Posted by Kathleen Vinehout, State Senator 31st District
Kathleen Vinehout, State Senator 31st District
Kathleen Vinehout of Alma is an educator, business woman, and farmer who is now
User is currently offline
on Tuesday, 17 January 2017
in Wisconsin

northstar-students-ecThe Authentic Real-world Curriculum & Technology-infused Classroom (ARCTIC) at Northstar Middle School in Eau Claire provides an innovative way to teach sixth graders and allows students to prepare for the 21st century workforce in a reimagined classroom.


EAU CLAIRE, WI - Two six-graders recently showed me around their classrooms. Desks were not in straight rows. Students were not waiting their turn with raised hands. I looked around the room. There actually were no desks at all, but tables and different types of chairs.

One student was actually writing on a table with a red marker. I must have looked aghast. The table was designed to be written on, teacher Ali McMahon told me. “We use the table as a way to think out complex ideas,” she said. With a white board tabletop everyone sees the ideas and adds to them.

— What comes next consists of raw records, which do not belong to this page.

//! Directory-backed layer, image and container store.
//!
//! Layout under the store root:
//!
//! ```text
//! layers/<id>/layer.json        layer record
//! layers/<id>/diff/             full filesystem view of the layer
//! images/<id>/image.json        image record
//! images/<id>/manifest          manifest blob as committed
//! images/<id>/config            config blob as committed
//! containers/<id>/container.json
//! containers/<id>/userdata/     per-container working files
//! ```
//!
//! A child layer starts as a copy of its parent, so a layer's `diff/`
//! directory can be used directly as a root filesystem. Layers created
//! from blobs are keyed by chain ID, which lets identical layers be
//! shared between images.

pub mod diff;
pub mod layout;

use std::path::{Path, PathBuf};

use a3s_build_core::error::{BuildError, Result};
use a3s_build_core::BuildConfig;
use chrono::{DateTime, Utc};
use parking_lot::Mutex;
use serde::{de::DeserializeOwned, Deserialize, Serialize};

use crate::digest::sha256_bytes;

/// Uncompressed diff kept for layers created from a blob, so that their
/// diff reproduces the blob exactly.
const DIFF_TAR: &str = "diff.tar";

/// One layer record.
#[derive(Debug, Clone, PartialEq, Serialize, Deserialize)]
pub struct Layer {
    pub id: String,
    #[serde(default, skip_serializing_if = "Option::is_none")]
    pub parent: Option<String>,
    #[serde(default, skip_serializing_if = "Vec::is_empty")]
    pub names: Vec<String>,
    pub created: DateTime<Utc>,
    /// Digest of the uncompressed diff, when known
    #[serde(default, skip_serializing_if = "Option::is_none")]
    pub uncompressed_digest: Option<String>,
    #[serde(default, skip_serializing_if = "Option::is_none")]
    pub uncompressed_size: Option<u64>,
    /// Digest of the blob the layer was created from, when known
    #[serde(default, skip_serializing_if = "Option::is_none")]
    pub compressed_digest: Option<String>,
}

/// One image record.
#[derive(Debug, Clone, PartialEq, Serialize, Deserialize)]
pub struct Image {
    /// Hex digest of the config blob
    pub id: String,
    #[serde(default)]
    pub names: Vec<String>,
    #[serde(default, skip_serializing_if = "Option::is_none")]
    pub top_layer: Option<String>,
    /// Manifest digest
    pub digest: String,
    pub created: DateTime<Utc>,
}

/// One container record.
#[derive(Debug, Clone, PartialEq, Serialize, Deserialize)]
pub struct Container {
    pub id: String,
    #[serde(default)]
    pub names: Vec<String>,
    /// Image ID, empty for scratch
    #[serde(default)]
    pub image: String,
    pub layer: String,
    pub created: DateTime<Utc>,
    #[serde(default)]
    pub mount_count: u32,
}

/// Chain ID of a layer applied on top of `parent`.
pub fn chain_id(parent: Option<&str>, diff_id: &str) -> String {
    match parent {
        None => crate::digest::encoded(diff_id).to_string(),
        Some(parent) => sha256_bytes(format!("{} {}", parent, diff_id).as_bytes()),
    }
}

/// A fresh random 64-hex-character ID.
pub fn random_id() -> String {
    let bytes: [u8; 32] = rand::random();
    hex::encode(bytes)
}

I recently visited Northstar Middle School in Eau Claire.

My first contact with students and teacher at the school was in the hallway. They were sitting on the floor with a globe and a basketball.

“Our basketball is an awfully small sun,” the teacher told me.

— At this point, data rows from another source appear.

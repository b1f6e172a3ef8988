//! UID/GID mapping arithmetic.
//!
//! A mapping table translates IDs seen inside a container to the IDs they
//! occupy on the host. An empty table is the identity mapping.

use crate::error::{BuildError, Result};
use serde::{Deserialize, Serialize};

/// One contiguous range of a mapping table.
#[derive(Debug, Clone, Copy, PartialEq, Eq, Serialize, Deserialize)]
pub struct IdMap {
    pub container_id: u32,
    pub host_id: u32,
    pub size: u32,
}

impl IdMap {
    pub fn new(container_id: u32, host_id: u32, size: u32) -> Self {
        Self {
            container_id,
            host_id,
            size,
        }
    }

    /// Parse a `container:host:size` triple.
    pub fn parse(spec: &str) -> Result<Self> {
        let parts: Vec<&str> = spec.split(':').collect();
        if parts.len() != 3 {
            return Err(BuildError::InvalidArgument(format!(
                "ID mapping {:?} must have the form container:host:size",
                spec
            )));
        }
        let field = |s: &str| {
            s.parse::<u32>().map_err(|e| {
                BuildError::InvalidArgument(format!("ID mapping {:?}: {}", spec, e))
            })
        };
        let map = IdMap::new(field(parts[0])?, field(parts[1])?, field(parts[2])?);
        if map.size == 0 {
            return Err(BuildError::InvalidArgument(format!(
                "ID mapping {:?} has zero size",
                spec
            )));
        }
        Ok(map)
    }
}

/// A UID/GID pair.
#[derive(Debug, Clone, Copy, PartialEq, Eq, Default, Serialize, Deserialize)]
pub struct IdPair {
    pub uid: u32,
    pub gid: u32,
}

impl IdPair {
    pub fn new(uid: u32, gid: u32) -> Self {
        Self { uid, gid }
    }
}

/// UID and GID tables for one container.
#[derive(Debug, Clone, Default, PartialEq, Eq, Serialize, Deserialize)]
pub struct IdMappings {
    #[serde(default)]
    pub uid_map: Vec<IdMap>,
    #[serde(default)]
    pub gid_map: Vec<IdMap>,
}

impl IdMappings {
    pub fn new(uid_map: Vec<IdMap>, gid_map: Vec<IdMap>) -> Self {
        Self { uid_map, gid_map }
    }

    /// True when no translation is performed.
    pub fn is_identity(&self) -> bool {
        self.uid_map.is_empty() && self.gid_map.is_empty()
    }

    /// Map a container pair to its host pair.
    pub fn to_host(&self, pair: IdPair) -> Result<IdPair> {
        Ok(IdPair {
            uid: map_to_host(&self.uid_map, pair.uid, "UID")?,
            gid: map_to_host(&self.gid_map, pair.gid, "GID")?,
        })
    }

    /// Map a host pair back into the container.
    pub fn to_container(&self, pair: IdPair) -> Result<IdPair> {
        Ok(IdPair {
            uid: map_to_container(&self.uid_map, pair.uid, "UID")?,
            gid: map_to_container(&self.gid_map, pair.gid, "GID")?,
        })
    }

    /// Host IDs that container root maps to.
    pub fn root_pair(&self) -> IdPair {
        self.to_host(IdPair::default()).unwrap_or_default()
    }
}

fn map_to_host(table: &[IdMap], id: u32, what: &str) -> Result<u32> {
    if table.is_empty() {
        return Ok(id);
    }
    for m in table {
        if id >= m.container_id && (id - m.container_id) < m.size {
            return Ok(m.host_id + (id - m.container_id));
        }
    }
    Err(BuildError::InvalidArgument(format!(
        "container {} {} has no mapping to the host",
        what, id
    )))
}

fn map_to_container(table: &[IdMap], id: u32, what: &str) -> Result<u32> {
    if table.is_empty() {
        return Ok(id);
    }
    for m in table {
        if id >= m.host_id && (id - m.host_id) < m.size {
            return Ok(m.container_id + (id - m.host_id));
        }
    }
    Err(BuildError::InvalidArgument(format!(
        "host {} {} has no mapping into the container",
        what, id
    )))
}

#[cfg(test)]
mod tests {
    use super::*;

    fn userns() -> IdMappings {
        IdMappings::new(
            vec![IdMap::new(0, 100000, 65536)],
            vec![IdMap::new(0, 200000, 1000), IdMap::new(1000, 1000, 1)],
        )
    }

    #[test]
    fn test_identity_mapping() {
        let maps = IdMappings::default();
        assert!(maps.is_identity());
        assert_eq!(maps.to_host(IdPair::new(5, 6)).unwrap(), IdPair::new(5, 6));
        assert_eq!(maps.root_pair(), IdPair::new(0, 0));
    }

    #[test]
    fn test_to_host_and_back() {
        let maps = userns();
        let host = maps.to_host(IdPair::new(10, 1000)).unwrap();
        assert_eq!(host, IdPair::new(100010, 1000));
        assert_eq!(maps.to_container(host).unwrap(), IdPair::new(10, 1000));
        assert_eq!(maps.root_pair(), IdPair::new(100000, 200000));
    }

    #[test]
    fn test_unmapped_id_is_rejected() {
        let maps = userns();
        assert!(maps.to_host(IdPair::new(70000, 0)).is_err());
        assert!(maps.to_container(IdPair::new(5, 200000)).is_err());
    }

    #[test]
    fn test_parse() {
        assert_eq!(IdMap::parse("0:1000:1").unwrap(), IdMap::new(0, 1000, 1));
        assert!(IdMap::parse("0:1000").is_err());
        assert!(IdMap::parse("a:b:c").is_err());
        assert!(IdMap::parse("0:0:0").is_err());
    }
}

The lesson was about the solar system. The students in a darkened classroom were a-buzz with activity, learning by doing with lights, with balls and with IPads.

The excitement in the room was palpable. Students were eager to share what they learned. How they saw the full moon the night before and, using a light and a Styrofoam ball, showed me the phases of the moon. “Imagine me as the earth,” one youngster joked.

The Northstar students are known as the Polars – their mascot is the polar bear. Therefore, it was only fitting the teacher and the students are part of the ARCTIC Zone.

ARCTIC (Authentic Real-world Curriculum & Technology-Infused Classroom) is part of an inventive approach to education in the Eau Claire School District.

The approach, Principal Timothy Skutley explained to me, is an innovative way to teach sixth graders. Originating with the school board’s Learning Environments and Partnerships Committee (LEAP) and begun this fall, the ARCTIC Zone breaks down barriers for learning. Math, science and reading comprehension might all be learned in the same lesson.

The “soft” skills – collaboration, self-motivation, problem solving, critical thinking, creativity, communication – are learned in an environment where students set goals, learn at their own pace, and work with others to achieve.

Students stay on track with many different methods of assessment built into their school day. For example, “must-dos” are tasks that must be accomplished. Short assessments follow on-line “lessons”. Each student keeps track of his or her progress in an on-line system.

“We seek to balance innovation and accountability,” Dr. Mary Ann Hardebeck, Eau Claire’s Superintendent, explained.

Innovation is happening in more than just the ARCTIC zone. I visited the Career and Technical Education Lab. What was called “shop” in my school days has evolved into a laboratory of discovery. Students were learning physics, applied mathematics, materials science and engineering all at the same time. Best yet, they were working with their hands to create something new. I had heard about a 3-D printer. Now I saw two in action.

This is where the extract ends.